(Records from a dataset)
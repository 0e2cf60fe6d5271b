//! Running a provider as a plugin process.
//!
//! [`serve`] checks that the process was started by a plugin host, binds a
//! local port, prints the handshake line to stdout and serves the plugin
//! protocol until the process receives SIGTERM or SIGINT.
//!
//! # Host compatibility
//!
//! The handshake uses the same magic cookie and protocol number (5) as
//! Terraform's plugin handshake, but the gRPC service is `tfplugin.Provider`
//! as defined in `proto/tfplugin.proto`. It carries a reduced RPC set and
//! JSON-only values. A host must speak that service. Terraform itself will
//! complete the handshake and then fail on the first call.
//!
//! # Shutdown
//!
//! On SIGTERM or SIGINT the listener closes, in-flight calls get
//! [`ServeOptions::shutdown_timeout`] to finish, and then
//! [`Provider::stop`] runs. The host usually kills the plugin itself, so
//! this path mostly matters when a developer runs the binary by hand.

use std::net::SocketAddr;
use std::sync::Arc;
use std::time::Duration;

use tokio::net::TcpListener;
use tonic::transport::Server as TransportServer;
use tracing::{debug, error, info, warn};

use crate::error::ProviderError;
use crate::grpc::ProviderGrpcService;
use crate::provider::Provider;
use crate::server::Server;

/// Environment variable the host sets to prove it launched the plugin.
///
/// Shared with Terraform's handshake; see the module docs on compatibility.
pub const MAGIC_COOKIE_KEY: &str = "TF_PLUGIN_MAGIC_COOKIE";

/// Expected value of [`MAGIC_COOKIE_KEY`].
pub const MAGIC_COOKIE_VALUE: &str =
    "d602bf8f470bc67ca7faa0386276bbdd4330efaf76d1a219cb4d6991ca9872b2";

/// Version of the plugin handshake itself.
pub const CORE_PROTOCOL_VERSION: u32 = 1;

/// Version of the provider protocol served.
pub const PROTOCOL_VERSION: u32 = 5;

/// Settings for [`serve_with_options`] and [`serve_on_with_options`].
#[derive(Debug, Clone)]
pub struct ServeOptions {
    /// How long in-flight calls may run after a shutdown signal.
    /// Default: 30 seconds.
    pub shutdown_timeout: Duration,
    /// Refuse to start unless the host's magic cookie is present.
    /// Default: true.
    pub check_magic_cookie: bool,
}

impl Default for ServeOptions {
    fn default() -> Self {
        Self {
            shutdown_timeout: Duration::from_secs(30),
            check_magic_cookie: true,
        }
    }
}

impl ServeOptions {
    /// Default options.
    pub fn new() -> Self {
        Self::default()
    }

    /// Change how long shutdown waits for in-flight calls.
    pub fn with_shutdown_timeout(mut self, timeout: Duration) -> Self {
        self.shutdown_timeout = timeout;
        self
    }

    /// Skip the magic cookie check, for running the binary by hand while
    /// debugging.
    pub fn without_magic_cookie(mut self) -> Self {
        self.check_magic_cookie = false;
        self
    }
}

/// The line printed to stdout once the server is listening.
pub fn handshake_line(addr: SocketAddr) -> String {
    format!(
        "{}|{}|tcp|{}|grpc",
        CORE_PROTOCOL_VERSION, PROTOCOL_VERSION, addr
    )
}

/// Check that the process was launched by a plugin host.
pub fn check_magic_cookie(options: &ServeOptions) -> Result<(), ProviderError> {
    if !options.check_magic_cookie {
        return Ok(());
    }
    cookie_matches(std::env::var(MAGIC_COOKIE_KEY).ok().as_deref())
}

fn cookie_matches(value: Option<&str>) -> Result<(), ProviderError> {
    match value {
        Some(MAGIC_COOKIE_VALUE) => Ok(()),
        _ => Err(ProviderError::NotPlugin),
    }
}

/// Resolve on SIGTERM or SIGINT (CTRL+C on Windows).
///
/// If the handlers cannot be installed the error is logged and this never
/// returns.
async fn wait_for_shutdown_signal() {
    #[cfg(unix)]
    {
        use tokio::signal::unix::{signal, SignalKind};

        match (signal(SignalKind::terminate()), signal(SignalKind::interrupt())) {
            (Ok(mut sigterm), Ok(mut sigint)) => {
                tokio::select! {
                    _ = sigterm.recv() => info!("Received SIGTERM, initiating graceful shutdown"),
                    _ = sigint.recv() => info!("Received SIGINT, initiating graceful shutdown"),
                }
            }
            (Err(e), _) | (_, Err(e)) => {
                error!(error = %e, "Failed to install signal handlers");
                std::future::pending::<()>().await;
            }
        }
    }

    #[cfg(windows)]
    {
        match tokio::signal::ctrl_c().await {
            Ok(()) => info!("Received CTRL+C, initiating graceful shutdown"),
            Err(e) => {
                error!(error = %e, "Failed to install CTRL+C handler");
                std::future::pending::<()>().await;
            }
        }
    }

    #[cfg(not(any(unix, windows)))]
    {
        std::future::pending::<()>().await;
    }
}

/// Run `provider` as a plugin process until a shutdown signal arrives.
///
/// Refuses to start without the host's magic cookie. Otherwise listens on a
/// free loopback port and announces it on stdout as
/// `1|5|tcp|<address>|grpc`. Nothing else may be written to stdout.
pub async fn serve<P: Provider>(provider: P) -> Result<(), ProviderError> {
    serve_with_options(provider, ServeOptions::default()).await
}

/// [`serve`] with explicit options.
pub async fn serve_with_options<P: Provider>(
    provider: P,
    options: ServeOptions,
) -> Result<(), ProviderError> {
    check_magic_cookie(&options)?;

    let listener = TcpListener::bind("127.0.0.1:0").await?;
    let addr = listener.local_addr()?;

    serve_on_listener(provider, listener, addr, options).await
}

/// [`serve`] on a fixed address instead of a free port.
pub async fn serve_on<P: Provider>(provider: P, addr: SocketAddr) -> Result<(), ProviderError> {
    serve_on_with_options(provider, addr, ServeOptions::default()).await
}

/// [`serve_on`] with explicit options.
pub async fn serve_on_with_options<P: Provider>(
    provider: P,
    addr: SocketAddr,
    options: ServeOptions,
) -> Result<(), ProviderError> {
    check_magic_cookie(&options)?;

    let listener = TcpListener::bind(addr).await?;
    let actual_addr = listener.local_addr()?;

    serve_on_listener(provider, listener, actual_addr, options).await
}

async fn serve_on_listener<P: Provider>(
    provider: P,
    listener: TcpListener,
    addr: SocketAddr,
    options: ServeOptions,
) -> Result<(), ProviderError> {
    println!("{}", handshake_line(addr));

    info!(address = %addr, protocol = PROTOCOL_VERSION, "Plugin server listening");

    let provider = Arc::new(provider);
    let server = Arc::new(Server::from_arc(Arc::clone(&provider)));
    let service = ProviderGrpcService::new(server).into_service();

    let (shutdown_tx, shutdown_rx) = tokio::sync::oneshot::channel::<()>();
    let server_future = TransportServer::builder()
        .add_service(service)
        .serve_with_incoming_shutdown(
            tokio_stream::wrappers::TcpListenerStream::new(listener),
            async {
                let _ = shutdown_rx.await;
            },
        );
    tokio::pin!(server_future);

    tokio::select! {
        result = &mut server_future => {
            if let Err(e) = result {
                error!(error = %e, "Server error");
                return Err(e.into());
            }
        }
        _ = wait_for_shutdown_signal() => {
            let _ = shutdown_tx.send(());

            // The timeout only bounds the drain of in-flight requests.
            match tokio::time::timeout(options.shutdown_timeout, &mut server_future).await {
                Ok(Ok(())) => info!("Server shutdown complete"),
                Ok(Err(e)) => {
                    error!(error = %e, "Server error during shutdown");
                    return Err(e.into());
                }
                Err(_) => warn!(
                    timeout = ?options.shutdown_timeout,
                    "Shutdown timeout exceeded, forcing shutdown"
                ),
            }
        }
    }

    debug!("Stopping provider");
    if let Err(e) = provider.stop().await {
        warn!(error = %e, "Provider failed to stop cleanly");
    }

    info!("Plugin server stopped");
    Ok(())
}
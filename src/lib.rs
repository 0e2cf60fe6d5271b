//! tfplug framework
//!
//! This crate provides a typed framework for building Terraform-style
//! providers that speak the gRPC plugin protocol (version 5). Provider authors
//! implement the [`Provider`], [`Resource`] and [`DataSource`] traits; the
//! framework handles the wire protocol, value decoding, schema validation and
//! the sequencing of each RPC.
//!
//! # Overview
//!
//! The framework provides:
//!
//! - **Protocol types**: Rust types generated from the plugin protocol definition
//! - **Schema types**: Attributes, nested blocks and versioned schemas
//! - **Values**: A schema-aware value model with null and unknown values
//! - **Diagnostics**: Ordered errors and warnings, optionally tied to an attribute path
//! - **Server**: An adapter from protocol requests to the provider traits
//! - **Serving**: The plugin handshake, gRPC server and graceful shutdown
//! - **Testing**: [`testing::ProviderTester`] for exercising providers without a server
//!
//! # Quick Start
//!
//! ```ignore
//! use tfplug_framework::{
//!     async_trait, serve, Provider, Resource,
//!     provider::{ConfigureRequest, ConfigureResponse, MetadataResponse, SchemaResponse},
//!     resource::{self, CreateRequest, CreateResponse},
//!     schema::{Attribute, Schema},
//!     path::Path,
//! };
//!
//! struct MyProvider;
//!
//! #[async_trait]
//! impl Provider for MyProvider {
//!     fn metadata(&self) -> MetadataResponse {
//!         MetadataResponse::new("example", env!("CARGO_PKG_VERSION"))
//!     }
//!
//!     async fn schema(&self, resp: &mut SchemaResponse) {
//!         resp.schema = Schema::v0().with_attribute("endpoint", Attribute::optional_string());
//!     }
//!
//!     async fn configure(&self, req: ConfigureRequest, resp: &mut ConfigureResponse) {
//!         // Connect a client here and hand it to resources via provider_data.
//!     }
//!
//!     fn resources(&self) -> Vec<resource::ResourceFactory> {
//!         vec![resource::factory(|| Thing)]
//!     }
//! }
//!
//! #[tokio::main]
//! async fn main() -> Result<(), Box<dyn std::error::Error>> {
//!     tfplug_framework::init_logging();
//!     serve(MyProvider).await?;
//!     Ok(())
//! }
//! ```
//!
//! # Handshake Protocol
//!
//! When a provider starts via [`serve`], it checks the host's magic cookie and
//! prints a handshake line to stdout:
//!
//! ```text
//! 1|5|tcp|127.0.0.1:50051|grpc
//! ```
//!
//! Format: `<core_version>|<protocol_version>|tcp|<address>|grpc`
//!
//! # Provider Protocol
//!
//! - **GetProviderSchema**: Returns schemas for the provider, resources and data sources
//! - **ValidateProviderConfig**: Validates provider configuration
//! - **ConfigureProvider**: Configures the provider and stores its data for resources
//! - **ValidateResourceConfig / ValidateDataResourceConfig**: Validates configuration
//! - **UpgradeResourceState**: Migrates state from older schema versions
//! - **ReadResource**: Refreshes resource state
//! - **PlanResourceChange**: Calculates the planned state and replacement paths
//! - **ApplyResourceChange**: Creates, updates or deletes a resource
//! - **ImportResourceState**: Imports existing infrastructure
//! - **ReadDataSource**: Reads data from external sources
//! - **StopProvider**: Asks the provider to stop

#![warn(missing_docs)]
#![warn(clippy::all)]

pub mod data;
pub mod datasource;
pub mod diag;
pub mod error;
pub mod grpc;
pub mod logging;
pub mod path;
pub mod provider;
pub mod resource;
pub mod schema;
pub mod serve;
pub mod server;
pub mod testing;
pub mod types;
pub mod validation;
pub mod value;

#[allow(missing_docs)]
#[allow(clippy::all)]
pub mod proto;

// Re-export main types at crate root
pub use data::{Config, Plan, State};
pub use datasource::DataSource;
pub use diag::{Diagnostic, Diagnostics, Severity};
pub use error::ProviderError;
pub use logging::{init_logging, init_logging_with_default, try_init_logging};
pub use path::{Path, Paths};
pub use provider::{Provider, ProviderData};
pub use resource::Resource;
pub use schema::{Attribute, AttributeFlags, AttributeType, Block, NestedBlock, Schema};
pub use serve::{
    serve, serve_on, serve_on_with_options, serve_with_options, ServeOptions, PROTOCOL_VERSION,
};
pub use server::Server;
pub use types::{AttrValue, BoolValue, Float64Value, Int64Value, StringValue};
pub use validation::{is_valid, validate, validate_result};
pub use value::{Value, ValueError, UNKNOWN_VALUE};

// Re-export async_trait for convenience
pub use async_trait::async_trait;

// Re-export commonly used external types
pub use serde_json;
pub use tonic;
pub use tracing;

## Task requirements
As listed above, the lines from the line with "prints a handshake" to the line with "from external sources" are to be echoed exactly, with both ends included and nothing added.

## Answer to this exercise
//! prints a handshake line to stdout:
//!
//! ```text
//! 1|5|tcp|127.0.0.1:50051|grpc
//! ```
//!
//! Format: `<core_version>|<protocol_version>|tcp|<address>|grpc`
//!
//! # Provider Protocol
//!
//! - **GetProviderSchema**: Returns schemas for the provider, resources and data sources
//! - **ValidateProviderConfig**: Validates provider configuration
//! - **ConfigureProvider**: Configures the provider and stores its data for resources
//! - **ValidateResourceConfig / ValidateDataResourceConfig**: Validates configuration
//! - **UpgradeResourceState**: Migrates state from older schema versions
//! - **ReadResource**: Refreshes resource state
//! - **PlanResourceChange**: Calculates the planned state and replacement paths
//! - **ApplyResourceChange**: Creates, updates or deletes a resource
//! - **ImportResourceState**: Imports existing infrastructure
//! - **ReadDataSource**: Reads data from external sources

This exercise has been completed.